Rasulullah (sav) bir savaşa çıkmayı murat ettiğinde başka bir yere gider gibi yapıp gittiği yeri gizlerdi. Bu savaşta ise çarpışma, şiddetli sıcakta vuku bulacağından, uzak ve çetin bir yolculuk olacağından, kalabalık bir düşman ile karşılaşma ihtimalinden dolayı sefer hazırlıklarını sağlamaları için Müslümanlara durumu açıkça bildirdi ve nereye gideceğini söyledi. Rasulullah (sav) ile birlikte sefere çıkan Müslümanların sayısı divan katibinin defterine sığmayacak kadar çoktu. Ka‘b şöyle dedi: Kalabalık sebebiyle ortalıktan kaybolmak isteyen bir kişi, vahiy gelmedikçe açığa çıkmayacağını sanırdı. Hz. Peygamber (sav) bu sefere meyvelerin olgunlaştığı bir mevsimde çıkıyordu. Bende bu sefere katılma konusunda hevesliydim. Rasulullah (sav) ve Müslümanlar yol hazırlığına başladılar. Ben de onlarla birlikte hazırlanmak için erkenden gidiyor ama bir şey yapmadan geri geliyordum. Kendi kendime “(Daha vakit var) istediğimde hemen hazırlanırım” diyordum.

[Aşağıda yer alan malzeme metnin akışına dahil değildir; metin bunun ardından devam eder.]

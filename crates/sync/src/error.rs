/// Errors from structural serialization and deserialization.
#[derive(Debug, thiserror::Error)]
pub enum SyncError {
    /// A field of a worker failed; carries the owning type, field and field type.
    #[error("failed on {owner}, field {field}, field type {field_type}: {source}")]
    Field {
        owner: &'static str,
        field: &'static str,
        field_type: &'static str,
        source: Box<SyncError>,
    },
    #[error("expected a {expected} node, got a {actual}")]
    UnexpectedNode {
        expected: &'static str,
        actual: &'static str,
    },
    #[error("missing key `{0}`")]
    MissingKey(&'static str),
    #[error("cannot read {type_name} from a {actual} leaf")]
    ValueType {
        type_name: &'static str,
        actual: &'static str,
    },
    #[error("unknown ordinal {ordinal} for enum {type_name}")]
    UnknownOrdinal { type_name: &'static str, ordinal: i32 },
    #[error("no type registered under tag `{0}`")]
    UnknownType(String),
    #[error("no type registry available for {0}")]
    MissingRegistry(&'static str),
}
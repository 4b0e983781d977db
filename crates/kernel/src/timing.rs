use std::collections::VecDeque;
use std::time::Duration;

/// Rolling history of step-pass durations.
#[derive(Debug, Clone)]
pub struct FrameTimer {
    history: VecDeque<Duration>,
    capacity: usize,
}

impl FrameTimer {
    pub fn new(capacity: usize) -> Self {
        let capacity = capacity.max(1);
        Self {
            history: VecDeque::with_capacity(capacity),
            capacity,
        }
    }

    /// Record one pass, evicting the oldest once full.
    pub fn record(&mut self, elapsed: Duration) {
        if self.history.len() == self.capacity {
            self.history.pop_front();
        }
        self.history.push_back(elapsed);
    }

    pub fn last(&self) -> Duration {
        self.history.back().copied().unwrap_or_default()
    }

    pub fn average(&self) -> Duration {
        if self.history.is_empty() {
            return Duration::ZERO;
        }
        let total: Duration = self.history.iter().sum();
        total / self.history.len() as u32
    }

    pub fn max(&self) -> Duration {
        self.history.iter().copied().max().unwrap_or_default()
    }

    pub fn min(&self) -> Duration {
        self.history.iter().copied().min().unwrap_or_default()
    }

    pub fn count(&self) -> usize {
        self.history.len()
    }
}
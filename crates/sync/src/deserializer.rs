use crate::error::SyncError;
use crate::object::SyncWorker;
use crate::registry::TypeRegistry;
use crate::serializer::POINTER_KEY;
use std::any::Any;
use std::collections::HashMap;
use worldsync_common::{NetPointer, PointerAllocator};
use worldsync_persist::{DataNode, DataNodeGroup, LeafValue};

/// Pointers seen in loaded data, mapped to the pointers the objects now hold.
#[derive(Debug, Clone, Default)]
pub struct PointerMap(HashMap<NetPointer, NetPointer>);

impl PointerMap {
    pub fn new() -> Self {
        Self::default()
    }

    pub fn insert(&mut self, old: NetPointer, new: NetPointer) {
        self.0.insert(old, new);
    }

    /// The current pointer for `old`, or `old` itself when it was not remapped.
    pub fn resolve(&self, old: NetPointer) -> NetPointer {
        self.0.get(&old).copied().unwrap_or(old)
    }

    pub fn len(&self) -> usize {
        self.0.len()
    }

    pub fn is_empty(&self) -> bool {
        self.0.is_empty()
    }
}

/// Applies a node tree to existing syncable objects.
///
/// With `new_pointers` set, objects keep the pointers they were constructed
/// with and the loaded pointers are recorded in a [`PointerMap`] so references
/// can be relinked afterwards. Otherwise the loaded pointers are adopted and
/// reserved in the allocator.
pub struct SyncDeserializer<'a> {
    allocator: &'a mut PointerAllocator,
    new_pointers: bool,
    pointers: PointerMap,
    registries: Vec<&'a dyn Any>,
}

impl<'a> SyncDeserializer<'a> {
    pub fn new(allocator: &'a mut PointerAllocator, new_pointers: bool) -> Self {
        Self {
            allocator,
            new_pointers,
            pointers: PointerMap::new(),
            registries: Vec::new(),
        }
    }

    /// Make a registry available to polymorphic lists of `T`.
    pub fn with_registry<T: ?Sized + 'static>(mut self, registry: &'a TypeRegistry<T>) -> Self {
        self.registries.push(registry);
        self
    }

    pub fn registry<T: ?Sized + 'static>(&self) -> Option<&'a TypeRegistry<T>> {
        self.registries
            .iter()
            .find_map(|r| r.downcast_ref::<TypeRegistry<T>>())
    }

    pub fn allocator(&mut self) -> &mut PointerAllocator {
        self.allocator
    }

    pub fn new_pointers(&self) -> bool {
        self.new_pointers
    }

    pub fn expect_group(node: &DataNode) -> Result<&DataNodeGroup, SyncError> {
        node.as_group().ok_or(SyncError::UnexpectedNode {
            expected: "group",
            actual: node.kind(),
        })
    }

    /// Read the `pointer` key of `group` into `pointer`.
    pub fn load_pointer(
        &mut self,
        pointer: &mut NetPointer,
        group: &DataNodeGroup,
    ) -> Result<(), SyncError> {
        let loaded = match group.leaf(POINTER_KEY) {
            Some(LeafValue::Pointer(p)) => *p,
            Some(other) => {
                return Err(SyncError::ValueType {
                    type_name: "NetPointer",
                    actual: other.kind(),
                });
            }
            None => return Err(SyncError::MissingKey(POINTER_KEY)),
        };
        if loaded.is_null() {
            return Ok(());
        }
        if self.new_pointers {
            self.pointers.insert(loaded, *pointer);
        } else {
            *pointer = loaded;
            self.allocator.reserve(loaded);
        }
        Ok(())
    }

    /// Apply each registered field present in the group. Missing keys are
    /// skipped and leave the field at its current value.
    pub fn worker_deserialize<T: SyncWorker>(
        &mut self,
        object: &mut T,
        node: &DataNode,
    ) -> Result<(), SyncError> {
        self.worker_deserialize_group(object, Self::expect_group(node)?)
    }

    /// [`Self::worker_deserialize`] for a group already unwrapped.
    pub fn worker_deserialize_group<T: SyncWorker>(
        &mut self,
        object: &mut T,
        group: &DataNodeGroup,
    ) -> Result<(), SyncError> {
        self.load_pointer(object.pointer_mut(), group)?;
        for field in T::FIELDS {
            let Some(child) = group.get(field.name) else {
                continue;
            };
            let owner = object.type_name();
            let value = (field.get_mut)(object);
            let field_type = value.type_name();
            value
                .deserialize(child, self)
                .map_err(|source| SyncError::Field {
                    owner,
                    field: field.name,
                    field_type,
                    source: Box::new(source),
                })?;
        }
        Ok(())
    }

    pub fn into_pointer_map(self) -> PointerMap {
        self.pointers
    }
}
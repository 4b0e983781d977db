use crate::error::SyncError;
use glam::{Quat, Vec3};
use worldsync_common::NetPointer;
use worldsync_persist::{LeafType, LeafValue};

/// A value that a [`crate::Synced`] field can hold and put on the wire.
pub trait SyncValue: Clone + Default + Send + 'static {
    fn to_leaf(&self) -> LeafValue;
    fn from_leaf(leaf: &LeafValue) -> Result<Self, SyncError>;
}

macro_rules! leaf_sync_value {
    ($($ty:ty),+ $(,)?) => {
        $(
            impl SyncValue for $ty {
                fn to_leaf(&self) -> LeafValue {
                    self.clone().into_leaf()
                }

                fn from_leaf(leaf: &LeafValue) -> Result<Self, SyncError> {
                    <$ty as LeafType>::from_leaf(leaf).ok_or(SyncError::ValueType {
                        type_name: stringify!($ty),
                        actual: leaf.kind(),
                    })
                }
            }
        )+
    };
}

leaf_sync_value!(
    bool, i8, u8, i16, u16, i32, u32, i64, u64, f32, f64, char, String, Vec<u8>, NetPointer,
    Vec3, Quat,
);

/// Fieldless enums that travel as their `i32` ordinal.
///
/// The ordinal, not the variant name, is what reaches the wire and disk. Once
/// an enum has shipped, its ordinals must never be renumbered; add new
/// variants with new ordinals only.
pub trait SyncEnum: Copy {
    fn ordinal(self) -> i32;
    fn from_ordinal(ordinal: i32) -> Option<Self>;
}

/// Implement [`SyncEnum`] and [`SyncValue`] for a fieldless enum.
///
/// ```ignore
/// #[derive(Clone, Copy, Default)]
/// enum Mode { #[default] Idle, Busy }
/// impl_sync_enum!(Mode { Idle, Busy });
/// ```
#[macro_export]
macro_rules! impl_sync_enum {
    ($ty:ident { $($variant:ident),+ $(,)? }) => {
        impl $crate::SyncEnum for $ty {
            fn ordinal(self) -> i32 {
                self as i32
            }

            fn from_ordinal(ordinal: i32) -> Option<Self> {
                $(
                    if ordinal == $ty::$variant as i32 {
                        return Some($ty::$variant);
                    }
                )+
                None
            }
        }

        impl $crate::SyncValue for $ty {
            fn to_leaf(&self) -> $crate::LeafValue {
                $crate::LeafValue::I32(<$ty as $crate::SyncEnum>::ordinal(*self))
            }

            fn from_leaf(leaf: &$crate::LeafValue) -> Result<Self, $crate::SyncError> {
                let ordinal = <i32 as $crate::SyncValue>::from_leaf(leaf)?;
                <$ty as $crate::SyncEnum>::from_ordinal(ordinal).ok_or(
                    $crate::SyncError::UnknownOrdinal {
                        type_name: stringify!($ty),
                        ordinal,
                    },
                )
            }
        }
    };
}

#[cfg(test)]
mod tests {
    use super::*;

    #[derive(Debug, Clone, Copy, Default, PartialEq, Eq)]
    enum Shade {
        #[default]
        Light,
        Dark = 7,
    }

    impl_sync_enum!(Shade { Light, Dark });

    #[test]
    fn enum_stores_ordinal() {
        assert_eq!(Shade::Dark.to_leaf(), LeafValue::I32(7));
        assert_eq!(Shade::from_leaf(&LeafValue::I32(0)).unwrap(), Shade::Light);
    }

    #[test]
    fn unknown_ordinal_rejected() {
        let err = Shade::from_leaf(&LeafValue::I32(3)).unwrap_err();
        assert!(matches!(err, SyncError::UnknownOrdinal { ordinal: 3, .. }));
    }

    #[test]
    fn primitive_type_mismatch() {
        let err = <String as SyncValue>::from_leaf(&LeafValue::Bool(true)).unwrap_err();
        assert!(matches!(
            err,
            SyncError::ValueType {
                actual: "bool",
                ..
            }
        ));
    }

    #[test]
    fn glam_values_roundtrip() {
        let v = Vec3::new(1.0, -2.0, 3.5);
        assert_eq!(<Vec3 as SyncValue>::from_leaf(&v.to_leaf()).unwrap(), v);
    }
}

Ben böyle deyip dururken insanlar ciddi bir şekilde hazırlıkla uğraşıyorlardı
Hz. Peygamber (sav) bir sabah erkenden Müslümanlarla birlikte yola çıktı. Ben ise daha hiçbir hazırlık yapmamıştım. “Bir iki gün sonra çıksam bile onlara yetişirim” diyordum. Onlar yola çıktıktan sonra hazırlanmak için çarşıya gittiysem de bir şey yapmadan geri döndüm. Ertesi gün de aynısı oldu. Ben böyle yapıp dururken gaziler hızla yol aldılar. Onlara yetişmek için hemen yola çıkmak istedim, keşke yapabilseydim, ama yapamadım.
Rasulullah’ın (sav) sefere çıkışından sonra insanların içine çıktığımda sadece nifakla itham edilenleri, savaşa katılamayacak kadar mazur olanları görünce çok üzülüyordum. Rasulullah (sav) Tebük’e varana kadar beni hiç anmamış. Oraya varınca bir mecliste insanlar arasında otururken “Ka‘b b. Malik ne yaptı, nerede?” diye sormuş. Selemeoğulllarından bir adam “Onu süslü elbiseleri ve kibirle omuzlarına bakması alıkoydu” demiş. Muaz b. Cebel “Ne kötü söz söyledin! Allah’a yemin olsun ki, biz Ka’b hakkında hayırdan başka bir şey bilmiyoruz” diye cevap vermiş. Bunun üzerine Hz. Peygamber (sav) de hiçbir şey dememiş.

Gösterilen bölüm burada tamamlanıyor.